The hard part: The case $\vert s-\frac1{2\pi}\vert \le c\ll 1$ is hard and here you should expect the upper bound $C/\omega^\frac{n-1}{2}$. The phase of your oscillatory integral is $f(x) = sx_n-\vert x\vert/(2\pi)$, and Stein's book Harmonic Analysis: real-variable methods, orthogonality, and oscillatory integrals, Ch. VIII-IX is the standard reference.

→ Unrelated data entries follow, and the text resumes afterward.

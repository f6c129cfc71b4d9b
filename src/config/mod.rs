//! Configuration management for cached-venv

pub mod schema;

pub use schema::Config;

use crate::cache::LocalCacheStore;
use crate::error::{VenvError, VenvResult};
use std::path::{Path, PathBuf};
use tokio::fs;
use tracing::{debug, info};

/// Configuration manager
pub struct ConfigManager {
    config_path: PathBuf,
}

impl ConfigManager {
    /// Create a new config manager with default path
    pub fn new() -> Self {
        Self {
            config_path: Self::default_config_path(),
        }
    }

    /// Create a config manager with a custom path
    pub fn with_path(path: PathBuf) -> Self {
        Self { config_path: path }
    }

    /// Get the default config file path
    pub fn default_config_path() -> PathBuf {
        dirs::config_dir()
            .unwrap_or_else(|| PathBuf::from("."))
            .join("cached-venv")
            .join("config.toml")
    }

    /// Cache store directory for a loaded config
    pub fn cache_dir(config: &Config) -> PathBuf {
        config
            .cache
            .dir
            .clone()
            .unwrap_or_else(LocalCacheStore::default_root)
    }

    /// Load configuration, falling back to defaults if the file is missing
    pub async fn load(&self) -> VenvResult<Config> {
        if !self.config_path.exists() {
            debug!("Config file not found, using defaults");
            return Ok(Config::default());
        }

        self.load_from_file(&self.config_path).await
    }

    /// Load configuration from a specific file
    pub async fn load_from_file(&self, path: &Path) -> VenvResult<Config> {
        let content = fs::read_to_string(path)
            .await
            .map_err(|e| VenvError::io(format!("reading config from {}", path.display()), e))?;

        toml::from_str(&content).map_err(|e| VenvError::ConfigInvalid {
            path: path.to_path_buf(),
            reason: e.to_string(),
        })
    }

    /// Save configuration to file
    pub async fn save(&self, config: &Config) -> VenvResult<()> {
        if let Some(parent) = self.config_path.parent() {
            fs::create_dir_all(parent)
                .await
                .map_err(|e| VenvError::ConfigDirCreate {
                    path: parent.to_path_buf(),
                    source: e,
                })?;
        }

        let content = toml::to_string_pretty(config)?;
        fs::write(&self.config_path, content).await.map_err(|e| {
            VenvError::io(
                format!("writing config to {}", self.config_path.display()),
                e,
            )
        })?;

        info!("Configuration saved to {}", self.config_path.display());
        Ok(())
    }

    /// Get the config file path
    pub fn path(&self) -> &Path {
        &self.config_path
    }
}

impl Default for ConfigManager {
    fn default() -> Self {
        Self::new()
    }
}
//! cached-venv CLI entry point that dispatches to subcommands.

use cached_venv::cli::{Cli, Commands};
use cached_venv::config::ConfigManager;
use cached_venv::error::VenvResult;
use clap::Parser;
use console::style;
use std::process::ExitCode;
use tracing::debug;
use tracing_subscriber::EnvFilter;

#[tokio::main]
async fn main() -> ExitCode {
    match run().await {
        Ok(()) => ExitCode::SUCCESS,
        Err(e) => {
            eprintln!("{} {}", style("Error:").red().bold(), e);
            if let Some(hint) = e.hint() {
                eprintln!("{} {}", style("Hint:").yellow(), hint);
            }
            ExitCode::FAILURE
        }
    }
}

async fn run() -> VenvResult<()> {
    let cli = Cli::parse();

    let config_manager = match cli.config {
        Some(ref path) => ConfigManager::with_path(path.clone()),
        None => ConfigManager::new(),
    };
    let config = config_manager.load().await?;

    // 0 = warn, 1 = info, 2+ = debug
    let filter = match cli.verbose {
        0 => EnvFilter::new("cached_venv=warn"),
        1 => EnvFilter::new("cached_venv=info"),
        _ => EnvFilter::new("cached_venv=debug"),
    };

    let subscriber = tracing_subscriber::fmt()
        .with_env_filter(filter)
        .with_writer(std::io::stderr)
        .with_target(false);
    if config.general.log_format == "json" {
        subscriber.json().init();
    } else {
        subscriber.without_time().init();
    }
    debug!("Loaded config from {}", config_manager.path().display());

    match cli.command {
        Commands::Provision(args) => cached_venv::cli::commands::provision(args, &config).await,
        Commands::Key(args) => cached_venv::cli::commands::key(args, &config).await,
        Commands::Save(args) => cached_venv::cli::commands::save(args, &config).await,
        Commands::Cache(args) => cached_venv::cli::commands::cache(args, &config).await,
        Commands::Config(args) => {
            cached_venv::cli::commands::config(args, &config, &config_manager).await
        }
    }
}
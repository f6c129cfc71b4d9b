//! Python interpreter lookup and venv creation

use crate::error::{VenvError, VenvResult};
use std::path::Path;
use std::process::Stdio;
use tokio::process::Command;
use tracing::{debug, info};

/// An installed Python interpreter and its `major.minor` version
#[derive(Debug, Clone, PartialEq, Eq)]
pub struct PythonInterpreter {
    program: String,
    version: String,
}

impl PythonInterpreter {
    /// Resolve `program` by running `<program> --version`
    pub async fn resolve(program: &str) -> VenvResult<Self> {
        debug!("Executing: {} --version", program);

        let output = Command::new(program)
            .arg("--version")
            .stdout(Stdio::piped())
            .stderr(Stdio::piped())
            .output()
            .await
            .map_err(|e| VenvError::InterpreterNotFound {
                program: program.to_string(),
                source: e,
            })?;

        // Python 2 and very old 3.x print the version on stderr
        let stdout = String::from_utf8_lossy(&output.stdout);
        let stderr = String::from_utf8_lossy(&output.stderr);
        let version = parse_version(&stdout)
            .or_else(|| parse_version(&stderr))
            .ok_or_else(|| VenvError::InterpreterVersion {
                program: program.to_string(),
                output: format!("{}{}", stdout.trim(), stderr.trim()),
            })?;

        info!("Resolved {} as Python {}", program, version);
        Ok(Self {
            program: program.to_string(),
            version,
        })
    }

    /// Use `program` with a version supplied by the caller, without probing it
    pub fn with_version(program: impl Into<String>, version: impl Into<String>) -> Self {
        Self {
            program: program.into(),
            version: version.into(),
        }
    }

    /// Interpreter program name or path
    pub fn program(&self) -> &str {
        &self.program
    }

    /// `major.minor` version
    pub fn version(&self) -> &str {
        &self.version
    }

    /// Run `<program> -m venv --upgrade <path>`
    ///
    /// `--upgrade` lets a rerun over an existing or partial directory
    /// converge instead of failing.
    pub async fn create_venv(&self, path: &Path) -> VenvResult<()> {
        debug!("Executing: {} -m venv --upgrade {}", self.program, path.display());

        let output = Command::new(&self.program)
            .args(["-m", "venv", "--upgrade"])
            .arg(path)
            .stdout(Stdio::piped())
            .stderr(Stdio::piped())
            .output()
            .await
            .map_err(|e| VenvError::InterpreterNotFound {
                program: self.program.clone(),
                source: e,
            })?;

        if output.status.success() {
            Ok(())
        } else {
            Err(VenvError::VenvCreate {
                path: path.to_path_buf(),
                stderr: String::from_utf8_lossy(&output.stderr).trim().to_string(),
            })
        }
    }
}

/// Extract `major.minor` from `Python 3.10.12`-style output
pub fn parse_version(output: &str) -> Option<String> {
    let rest = output.trim().strip_prefix("Python ")?;
    let full = rest.split_whitespace().next()?;
    let mut parts = full.split('.');
    let major = parts.next().filter(|p| p.chars().all(|c| c.is_ascii_digit()))?;
    let minor: String = parts
        .next()?
        .chars()
        .take_while(|c| c.is_ascii_digit())
        .collect();
    if major.is_empty() || minor.is_empty() {
        return None;
    }
    Some(format!("{}.{}", major, minor))
}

Since $\nabla f = (-\frac{x_1}{2\pi\vert x\vert},\cdots,-\frac{x_{n-1}}{2\pi\vert x\vert}, s-\frac{x_n}{2\pi\vert x\vert})$, then the principle of non-stationary phase suggests that we should divide $\mathbb{R}^d$ into a tube $T = \{(x',x_n)\mid \vert x'\vert\le c, x_n>0\}$ and its complement. Let $\psi$ be a cut-off of $T$, so by non-stationary phase, i.e. repeated integration by parts as above, we get $$ \left\vert\int a(1-\psi)e^{2\pi i \omega f}\,dx\right\vert \le C_N\frac{1}{\omega^N}. $$ To bound the last contribution from the region $T$, fix $x_n>0$ and write $$ \int_{\mathbb{R}^{n-1}} a\psi e^{2\pi i \omega f}\,dx' = c_ne^{2\pi i\omega (s-1/(2\pi))x_n} \int_0^\infty a\psi r^{n-2} e^{-i\omega (\sqrt{r^2+x_n^2}-x_n)}\,dr. $$ The coefficient $e^{2\pi i\omega (s-1/(2\pi))x_n}$ has absolute value 1, so we can ignore it. Now make the change of variables $t = \omega(\sqrt{r^2+x_n^2}-x_n)$ to see that $$ \int_0^\infty a\psi r^{n-2} e^{-i\omega (\sqrt{r^2+x_n^2}-x_n)}\,dr = \frac{1}{\omega^\frac{n-1}{2}}\int_0^\infty \tilde{a}(t/\omega)t^\frac{n-3}{2}e^{-it}\,dt; $$ here $\tilde{a}$ is a smooth function supported in $\vert x'\vert\le c$. Hence, it suffices to get the upper bound $$ \left\vert \int_0^\infty \tilde{a}(t/\omega)t^\frac{n-3}{2}e^{-it}\,dt\right\vert\le C, $$ uniformly in $\omega$, which after integration in $x_n$, suffices to get the desired result. Using repeated integrations by parts we get $$ \vert \int_0^\infty \tilde{a}(t/\omega)t^\frac{n-3}{2}e^{-it}\,dt\vert = \vert\int_0^\infty \partial^N_t(\tilde{a}(t/\omega)t^\frac{n-3}{2})e^{-it}\,dt\vert, $$ whenever $N<\frac{n-3}{2}$. When you reach $N = \lfloor\frac{n-3}{2}\rfloor$, you have to be careful at the next integration by parts because you get a boundary term at 0. The typical term in the derivative after $N_1+N_2 = N$ integration by parts is $\omega^{-N_1}\partial^{N_1}\tilde{a}(t/\omega)\cdot t^{\frac{n-3}{2}-N_2}$, whose absolute value is less than $\omega^{\frac{n-3}{2}-N}$ in the support of $\tilde{a}(t/\omega)$. Hence, $$ \left\vert \int_0^\infty \tilde{a}(t/\omega)t^\frac{n-3}{2}e^{-it}\,dt\right\vert \le C, $$ with $C$ uniform in $\omega$. Taking $N\gg 1$ we conclude the estimations.